CASA GRANDE, Ariz., Sept 29 (Reuters) - Luxury electric car maker Lucid Group is on track to meet its production targets for 2022 and 2023 and is pushing to achieve this year's goal of 577 vehicles, its chief executive said.
The California-based startup, which went public via a shell company this year, has secured the $4.4 billion it needed until the end of next year but would not wait until then to raise more cash, Peter Rawlinson told Reuters.
"This is a capital intensive business," he said, adding that the company was on track to achieve its production target of 20,000 vehicles in 2022 and 50,000 in 2023.
He said the latest funding "sees us through to the end of 2022. So it doesn't see us right through to project Gravity," a reference to the firm's electric sport utility vehicle planned for release in late 2023.
"The balance sheet is okay till the end of next year. So we will not wait till the end of next year to raise money. That would be pretty crazy," he said.
Lucid started production of its Lucid Air premium electric sedans at its Arizona factory on Tuesday, aiming to deliver the cars to customers in late October.
Lucid shares were up 6.5% in premarket trading on Wednesday.
He said there was an “undue fascination" with Tesla's new 4680 battery format, adding the current cells that helped Lucid achieve an industry-leading driving range showed more promise in the near term. Tesla has canceled its plan to launch its longest-range car Model S Plaid+ with its new batteries.
Rawlinson said Tesla's bigger battery has a cost advantage, and has the opportunity to reduce internal resistance if it is incorporated with tabless architecture, a difficult technology.
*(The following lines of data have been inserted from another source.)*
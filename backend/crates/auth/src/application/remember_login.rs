//! Remember Login Use Case
//!
//! Starts a session from a "remember me" cookie (`id` plus remember
//! token). A token rotated by a password change or a logout of other
//! devices no longer matches.

use std::str::FromStr;
use std::sync::Arc;

use kernel::error::kind::ErrorKind;
use kernel::id::PrincipalId;
use serde::Serialize;

use crate::application::pipeline::{self, AuthContext, check_rules};
use crate::application::rules;
use crate::application::services::{AuthCache, AuthServices, LoginOutcome};
use crate::domain::entity::principal::Principal;
use crate::domain::event::AuthEvent;
use crate::domain::repository::AuthRepository;
use crate::error::{AuthError, AuthResult};

#[derive(Default, Serialize)]
pub struct RememberLoginInput {
    pub id: String,
    pub token: String,
}

#[derive(Debug)]
pub struct RememberLoginOutput {
    pub principal: Principal,
    pub login: LoginOutcome,
}

pub struct RememberLoginUseCase<R, C> {
    services: Arc<AuthServices<R, C>>,
}

impl<R: AuthRepository, C: AuthCache> RememberLoginUseCase<R, C> {
    pub fn new(services: Arc<AuthServices<R, C>>) -> Self {
        Self { services }
    }

    pub async fn execute(
        &self,
        ctx: &AuthContext,
        input: RememberLoginInput,
    ) -> AuthResult<RememberLoginOutput> {
        let s = &self.services;
        s.require_guest(ctx)?;

        // Throttle
        let limit = s
            .config
            .throttle
            .remember
            .by(s.signature("remember", ctx, None).hash());
        let ticket = s
            .throttle_credentials(&ctx.guard, &[limit], &[], ErrorKind::TooManyRequests)
            .await?;

        // Validate
        let errors = check_rules(&rules::remember_login(), &pipeline::payload(&input)?);
        let ticket = s.settle_input(ticket, errors).await?;

        let principal = match PrincipalId::from_str(&input.id) {
            Ok(id) => s.repo.find_principal(&ctx.guard, id).await?,
            Err(_) => None,
        };
        let Some(mut principal) = principal.filter(|p| p.remember_token_matches(&input.token)) else {
            ticket.hit();
            s.events.fire(AuthEvent::Failed {
                guard: ctx.guard.clone(),
                principal_id: None,
            });
            return Err(AuthError::Unauthenticated);
        };
        ticket.release().await?;

        let login = s.login(&mut principal, true, &ctx.client).await?;
        Ok(RememberLoginOutput { principal, login })
    }
}
//! Platform Crate - Technical Infrastructure
//!
//! This crate provides shared technical foundations:
//! - Cryptographic utilities (SHA-256, HMAC, Base64, random tokens)
//! - Password hashing (Argon2id, NIST SP 800-63B compliant)
//! - Clock and TTL key-value cache
//! - Request signatures and rate limiting infrastructure
//! - Signed temporary URLs

pub mod cache;
pub mod clock;
pub mod crypto;
pub mod password;
pub mod rate_limit;
pub mod signature;
pub mod signed_url;

#[cfg(test)]
mod tests;
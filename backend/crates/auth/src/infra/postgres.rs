//! PostgreSQL Repository Implementations

use chrono::{DateTime, Utc};
use kernel::id::{PrincipalId, SessionId};
use sqlx::PgPool;
use uuid::Uuid;

use crate::domain::entity::{auth_session::AuthSession, principal::Principal};
use crate::domain::repository::{PrincipalRepository, SessionRepository};
use crate::domain::value_object::{
    email::Email, guard::Guard, name::Name, remember_token::RememberToken,
    user_password::UserPassword,
};
use crate::error::{AuthError, AuthResult};

/// `(guard, email)` collisions surface as the same field error the
/// duplicate pre-check raises
fn map_unique_violation(err: sqlx::Error) -> AuthError {
    match &err {
        sqlx::Error::Database(db) if db.is_unique_violation() => {
            AuthError::field("email", "validation.unique")
        }
        _ => AuthError::Database(err),
    }
}

/// PostgreSQL-backed auth repository
#[derive(Clone)]
pub struct PgAuthRepository {
    pool: PgPool,
}

impl PgAuthRepository {
    pub fn new(pool: PgPool) -> Self {
        Self { pool }
    }

    /// Clean up expired sessions
    pub async fn cleanup_expired(&self) -> AuthResult<u64> {
        self.cleanup_expired_sessions(Utc::now().timestamp_millis())
            .await
    }
}

// ============================================================================
// Principal Repository Implementation
// ============================================================================

impl PrincipalRepository for PgAuthRepository {
    async fn insert_principal(&self, principal: &Principal) -> AuthResult<()> {
        sqlx::query(
            r#"
            INSERT INTO principals (
                id,
                guard,
                name,
                email,
                email_verified_at,
                password,
                remember_token,
                locale,
                created_at,
                updated_at
            ) VALUES ($1, $2, $3, $4, $5, $6, $7, $8, $9, $10)
            "#,
        )
        .bind(principal.id.as_uuid())
        .bind(principal.guard.as_str())
        .bind(principal.name.as_str())
        .bind(principal.email.as_ref().map(Email::as_str))
        .bind(principal.email_verified_at)
        .bind(principal.password.as_ref().map(UserPassword::as_phc_string))
        .bind(principal.remember_token.as_ref().map(RememberToken::as_str))
        .bind(principal.locale.as_deref())
        .bind(principal.created_at)
        .bind(principal.updated_at)
        .execute(&self.pool)
        .await
        .map_err(map_unique_violation)?;

        Ok(())
    }

    async fn find_principal(&self, guard: &Guard, id: PrincipalId) -> AuthResult<Option<Principal>> {
        let row = sqlx::query_as::<_, PrincipalRow>(
            r#"
            SELECT
                id,
                guard,
                name,
                email,
                email_verified_at,
                password,
                remember_token,
                locale,
                created_at,
                updated_at
            FROM principals
            WHERE id = $1 AND guard = $2
            "#,
        )
        .bind(id.as_uuid())
        .bind(guard.as_str())
        .fetch_optional(&self.pool)
        .await?;

        row.map(PrincipalRow::into_principal).transpose()
    }

    async fn find_principal_by_email(
        &self,
        guard: &Guard,
        email: &Email,
    ) -> AuthResult<Option<Principal>> {
        let row = sqlx::query_as::<_, PrincipalRow>(
            r#"
            SELECT
                id,
                guard,
                name,
                email,
                email_verified_at,
                password,
                remember_token,
                locale,
                created_at,
                updated_at
            FROM principals
            WHERE guard = $1 AND email = $2
            "#,
        )
        .bind(guard.as_str())
        .bind(email.as_str())
        .fetch_optional(&self.pool)
        .await?;

        row.map(PrincipalRow::into_principal).transpose()
    }

    async fn update_principal(&self, principal: &Principal) -> AuthResult<()> {
        let updated = sqlx::query(
            r#"
            UPDATE principals SET
                name = $3,
                email = $4,
                email_verified_at = $5,
                password = $6,
                remember_token = $7,
                locale = $8,
                updated_at = $9
            WHERE id = $1 AND guard = $2
            "#,
        )
        .bind(principal.id.as_uuid())
        .bind(principal.guard.as_str())
        .bind(principal.name.as_str())
        .bind(principal.email.as_ref().map(Email::as_str))
        .bind(principal.email_verified_at)
        .bind(principal.password.as_ref().map(UserPassword::as_phc_string))
        .bind(principal.remember_token.as_ref().map(RememberToken::as_str))
        .bind(principal.locale.as_deref())
        .bind(principal.updated_at)
        .execute(&self.pool)
        .await
        .map_err(map_unique_violation)?
        .rows_affected();

        if updated == 0 {
            return Err(AuthError::Internal(format!(
                "principal {} does not exist",
                principal.id
            )));
        }
        Ok(())
    }

    async fn delete_principal(&self, guard: &Guard, id: PrincipalId) -> AuthResult<bool> {
        let deleted = sqlx::query("DELETE FROM principals WHERE id = $1 AND guard = $2")
            .bind(id.as_uuid())
            .bind(guard.as_str())
            .execute(&self.pool)
            .await?
            .rows_affected();

        Ok(deleted > 0)
    }
}

// ============================================================================
// Session Repository Implementation
// ============================================================================

impl SessionRepository for PgAuthRepository {
    async fn insert_session(&self, session: &AuthSession) -> AuthResult<()> {
        sqlx::query(
            r#"
            INSERT INTO auth_sessions (
                session_id,
                principal_id,
                guard,
                expires_at_ms,
                remember,
                client_ip,
                user_agent,
                created_at,
                last_activity_at
            ) VALUES ($1, $2, $3, $4, $5, $6, $7, $8, $9)
            "#,
        )
        .bind(session.session_id.as_uuid())
        .bind(session.principal_id.as_uuid())
        .bind(session.guard.as_str())
        .bind(session.expires_at_ms)
        .bind(session.remember)
        .bind(session.client_ip.as_deref())
        .bind(session.user_agent.as_deref())
        .bind(session.created_at)
        .bind(session.last_activity_at)
        .execute(&self.pool)
        .await?;

        Ok(())
    }

    async fn find_session(&self, session_id: SessionId) -> AuthResult<Option<AuthSession>> {
        let row = sqlx::query_as::<_, AuthSessionRow>(
            r#"
            SELECT
                session_id,
                principal_id,
                guard,
                expires_at_ms,
                remember,
                client_ip,
                user_agent,
                created_at,
                last_activity_at
            FROM auth_sessions
            WHERE session_id = $1
            "#,
        )
        .bind(session_id.as_uuid())
        .fetch_optional(&self.pool)
        .await?;

        Ok(row.map(AuthSessionRow::into_session))
    }

    async fn sessions_of(&self, principal_id: PrincipalId) -> AuthResult<Vec<AuthSession>> {
        let rows = sqlx::query_as::<_, AuthSessionRow>(
            r#"
            SELECT
                session_id,
                principal_id,
                guard,
                expires_at_ms,
                remember,
                client_ip,
                user_agent,
                created_at,
                last_activity_at
            FROM auth_sessions
            WHERE principal_id = $1
            ORDER BY created_at
            "#,
        )
        .bind(principal_id.as_uuid())
        .fetch_all(&self.pool)
        .await?;

        Ok(rows.into_iter().map(AuthSessionRow::into_session).collect())
    }

    async fn delete_session(&self, session_id: SessionId) -> AuthResult<()> {
        sqlx::query("DELETE FROM auth_sessions WHERE session_id = $1")
            .bind(session_id.as_uuid())
            .execute(&self.pool)
            .await?;

        Ok(())
    }

    async fn delete_sessions_of(
        &self,
        principal_id: PrincipalId,
        except: Option<SessionId>,
    ) -> AuthResult<u64> {
        let deleted = sqlx::query(
            r#"
            DELETE FROM auth_sessions
            WHERE principal_id = $1
              AND ($2::uuid IS NULL OR session_id <> $2)
            "#,
        )
        .bind(principal_id.as_uuid())
        .bind(except.map(SessionId::into_uuid))
        .execute(&self.pool)
        .await?
        .rows_affected();

        Ok(deleted)
    }

    async fn cleanup_expired_sessions(&self, now_ms: i64) -> AuthResult<u64> {
        let deleted = sqlx::query("DELETE FROM auth_sessions WHERE expires_at_ms < $1")
            .bind(now_ms)
            .execute(&self.pool)
            .await?
            .rows_affected();

        tracing::info!(sessions_deleted = deleted, "Cleaned up expired auth sessions");

        Ok(deleted)
    }
}

// ============================================================================
// Row Types for sqlx mapping
// ============================================================================

#[derive(sqlx::FromRow)]
struct PrincipalRow {
    id: Uuid,
    guard: String,
    name: String,
    email: Option<String>,
    email_verified_at: Option<DateTime<Utc>>,
    password: Option<String>,
    remember_token: Option<String>,
    locale: Option<String>,
    created_at: DateTime<Utc>,
    updated_at: DateTime<Utc>,
}

impl PrincipalRow {
    fn into_principal(self) -> AuthResult<Principal> {
        Ok(Principal {
            id: PrincipalId::from_uuid(self.id),
            guard: Guard::new(self.guard),
            name: Name::from_db(self.name),
            email: self.email.map(Email::from_db),
            email_verified_at: self.email_verified_at,
            password: self.password.map(UserPassword::from_phc_string).transpose()?,
            remember_token: self.remember_token.map(RememberToken::from_db),
            locale: self.locale,
            created_at: self.created_at,
            updated_at: self.updated_at,
        })
    }
}

#[derive(sqlx::FromRow)]
struct AuthSessionRow {
    session_id: Uuid,
    principal_id: Uuid,
    guard: String,
    expires_at_ms: i64,
    remember: bool,
    client_ip: Option<String>,
    user_agent: Option<String>,
    created_at: DateTime<Utc>,
    last_activity_at: DateTime<Utc>,
}

impl AuthSessionRow {
    fn into_session(self) -> AuthSession {
        AuthSession {
            session_id: SessionId::from_uuid(self.session_id),
            principal_id: PrincipalId::from_uuid(self.principal_id),
            guard: Guard::new(self.guard),
            expires_at_ms: self.expires_at_ms,
            remember: self.remember,
            client_ip: self.client_ip,
            user_agent: self.user_agent,
            created_at: self.created_at,
            last_activity_at: self.last_activity_at,
        }
    }
}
"People are thinking that 4680 is this huge leap that is gonna transform the electric car. I don't see that one. I think that is the fantasy," he said.
He said Lucid would have a team looking at all these battery formats in due course.
Tesla did not immediately responded to Reuters' request for comment.
It was a "reasonable bet" that in a year's time, the industry's chip shortage would ease, Rawlinson said, echoing comments made by Tesla CEO Elon Musk, who said last week that new semiconductor plants being built would mean the shortage was short term.
Rawlinson said the company was redesigning one printed circuit board to avoid any problems that could affect the supply of one chip in the medium term.
"We are undertaking risk mitigation actions now," he said.